The nitrous oxide, a byproduct of nylon manufacturing, is nearly 300 times more potent than carbon dioxide. The amount recycled equals emissions from 400,000 cars.
A Chinese industrial gas company recently took a noteworthy step toward reducing greenhouse gas emissions from chemical plants in China by capturing and reusing waste gas from the production of nylon.
Linggas, a company based in Beijing that sells industrial gasses used in electronics manufacturing, began capturing and purifying waste nitrous oxide gas at a rate of 6,000 tons per year from the Henan Shenma Nylon Chemical Company in central China on September 15, according to a Linggas company official.
Nitrous oxide, the “laughing gas” long used by dentists, is also a climate super-pollutant, nearly 300 times more potent as a greenhouse gas than carbon dioxide. Chemical plants that manufacture adipic acid, a key ingredient in the production of nylon and polyurethane, release vast quantities of nitrous oxide as an unwanted byproduct. The nylon and polyurethane the plants produce is used in everything from car parts to running shoes.

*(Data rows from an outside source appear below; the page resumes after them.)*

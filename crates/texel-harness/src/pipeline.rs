//! Pipelines and resource sets
//!
//! A pipeline ties a kernel to a resource layout and a fixed workgroup size.
//! A resource set binds concrete image views to the slots of a layout.

use crate::context::GpuContext;
use crate::error::{ConfigError, Result};
use crate::image::{ImageUsage, ImageView};
use crate::kernel::Kernel;
use crate::format::TexelFormat;
use crate::layout::{ResourceKind, ResourceLayout, ResourceLayoutElement};

/// An immutable compute pipeline
#[derive(Debug)]
pub struct Pipeline {
    /// Human-readable name for debugging
    label: String,
    /// Layout every resource set used with this pipeline must come from
    layout: ResourceLayout,
    /// Workgroup size the kernel declares
    workgroup_size: [u32; 3],
    /// The wgpu compute pipeline
    pub(crate) compute_pipeline: wgpu::ComputePipeline,
}

impl Pipeline {
    pub fn label(&self) -> &str {
        &self.label
    }

    pub fn layout(&self) -> &ResourceLayout {
        &self.layout
    }

    pub fn workgroup_size(&self) -> [u32; 3] {
        self.workgroup_size
    }
}

/// Views bound positionally to the slots of a layout
#[derive(Debug)]
pub struct ResourceSet {
    /// Layout the views were checked against
    layout: ResourceLayout,
    /// Bind group holding the views
    pub(crate) bind_group: wgpu::BindGroup,
}

impl ResourceSet {
    pub fn layout(&self) -> &ResourceLayout {
        &self.layout
    }
}

/// What slot checks need to know about a view
#[derive(Debug, Clone, Copy, PartialEq, Eq)]
pub(crate) struct ViewSignature<'a> {
    pub image_name: &'a str,
    pub format: TexelFormat,
    pub usage: ImageUsage,
}

impl ImageView {
    pub(crate) fn signature(&self) -> ViewSignature<'_> {
        ViewSignature {
            image_name: self.image_name(),
            format: self.format(),
            usage: self.usage(),
        }
    }
}

/// Checks views against layout slots without touching the device
pub(crate) fn check_views(elements: &[ResourceLayoutElement], views: &[ViewSignature<'_>]) -> std::result::Result<(), ConfigError> {
    if views.len() != elements.len() {
        return Err(ConfigError::ResourceCountMismatch {
            expected: elements.len(),
            actual: views.len(),
        });
    }

    for (slot, (element, view)) in elements.iter().zip(views).enumerate() {
        let required = match element.kind {
            ResourceKind::TextureReadOnly => ImageUsage::SAMPLED,
            ResourceKind::TextureReadWrite => ImageUsage::STORAGE,
        };
        if !view.usage.contains(required) {
            return Err(ConfigError::ResourceKindMismatch {
                slot,
                element: element.name.clone(),
                image: view.image_name.to_string(),
                kind: element.kind,
            });
        }
        if view.format != element.format {
            return Err(ConfigError::ResourceFormatMismatch {
                slot,
                image: view.image_name.to_string(),
                expected: element.format,
                actual: view.format,
            });
        }
    }

    Ok(())
}

impl GpuContext {
    /// Creates a compute pipeline for `kernel` with a fixed workgroup size
    ///
    /// The workgroup size must equal the kernel's declaration and the kernel's
    /// bindings must match `layout` slot for slot.
    ///
    /// # Arguments
    /// * `kernel` - Parsed kernel and its entry point
    /// * `layout` - Resource layout the kernel's bindings are checked against
    /// * `workgroup_size` - Must equal the kernel's `@workgroup_size`
    ///
    /// # Returns
    /// An immutable pipeline bound to `layout`
    pub fn create_pipeline(&self, kernel: &Kernel, layout: &ResourceLayout, workgroup_size: [u32; 3]) -> Result<Pipeline> {
        kernel.check_workgroup_size(workgroup_size)?;
        kernel.check_layout(layout.elements())?;

        let label = format!("{} pipeline", kernel.label());
        let compute_pipeline = self.validated("creating pipeline", |device| {
            let shader_module = device.create_shader_module(wgpu::ShaderModuleDescriptor {
                label: Some(kernel.label()),
                source: wgpu::ShaderSource::Wgsl(kernel.source().into()),
            });

            let pipeline_layout = device.create_pipeline_layout(&wgpu::PipelineLayoutDescriptor {
                label: Some(&label),
                bind_group_layouts: &[&layout.bind_group_layout],
                push_constant_ranges: &[],
            });

            device.create_compute_pipeline(&wgpu::ComputePipelineDescriptor {
                label: Some(&label),
                layout: Some(&pipeline_layout),
                module: &shader_module,
                entry_point: Some(kernel.entry_point()),
                compilation_options: Default::default(),
                cache: None,
            })
        })?;

        tracing::debug!(pipeline = %label, ?workgroup_size, "compute pipeline created");

        Ok(Pipeline {
            label,
            layout: layout.clone(),
            workgroup_size,
            compute_pipeline,
        })
    }

    /// Binds `views` to the slots of `layout` in order
    ///
    /// # Arguments
    /// * `layout` - Layout whose slots the views fill
    /// * `views` - One view per slot; view `i` binds to slot `i`
    ///
    /// # Returns
    /// The resource set, or a `ConfigError` naming the first slot that does not fit
    pub fn create_resource_set(&self, layout: &ResourceLayout, views: &[&ImageView]) -> Result<ResourceSet> {
        let signatures = views.iter().map(|view| view.signature()).collect::<Vec<_>>();
        check_views(layout.elements(), &signatures)?;

        let entries = views
            .iter()
            .enumerate()
            .map(|(binding, view)| wgpu::BindGroupEntry {
                binding: binding as u32,
                resource: wgpu::BindingResource::TextureView(&view.view),
            })
            .collect::<Vec<_>>();

        let bind_group = self.validated("creating resource set", |device| {
            device.create_bind_group(&wgpu::BindGroupDescriptor {
                label: Some("texel-harness resource set"),
                layout: &layout.bind_group_layout,
                entries: &entries,
            })
        })?;

        tracing::debug!(views = views.len(), "resource set created");

        Ok(ResourceSet {
            layout: layout.clone(),
            bind_group,
        })
    }
}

Adipic acid manufacturing in China, where eleven chemical plants—including Henan Shenma’s—now produce nearly half of the world’s supply, generates hundreds of thousands of tons of nitrous oxide per year, the vast majority of which is likely emitted into the atmosphere.
A recent InsideClimate News investigation found nitrous oxide emissions from adipic acid plants in China may equal the greenhouse gas emissions of approximately 25 million automobiles, more than all the cars in California, Beijing and Shanghai combined. That is equal to 1.7 billion tons of carbon dioxide emissions between now and 2035, a figure that nearly matches the additional emissions resulting from major climate policy rollbacks initiated under the Trump administration over the same time period, according to a recent analysis by the Rhodium Group.
Eliminating the emissions of 6,000 tons of nitrous oxide per year would have a greenhouse gas impact equal to taking nearly 400,000 vehicles off the road for the same time period, according to the U.S. EPA’s greenhouse gas equivalencies calculator.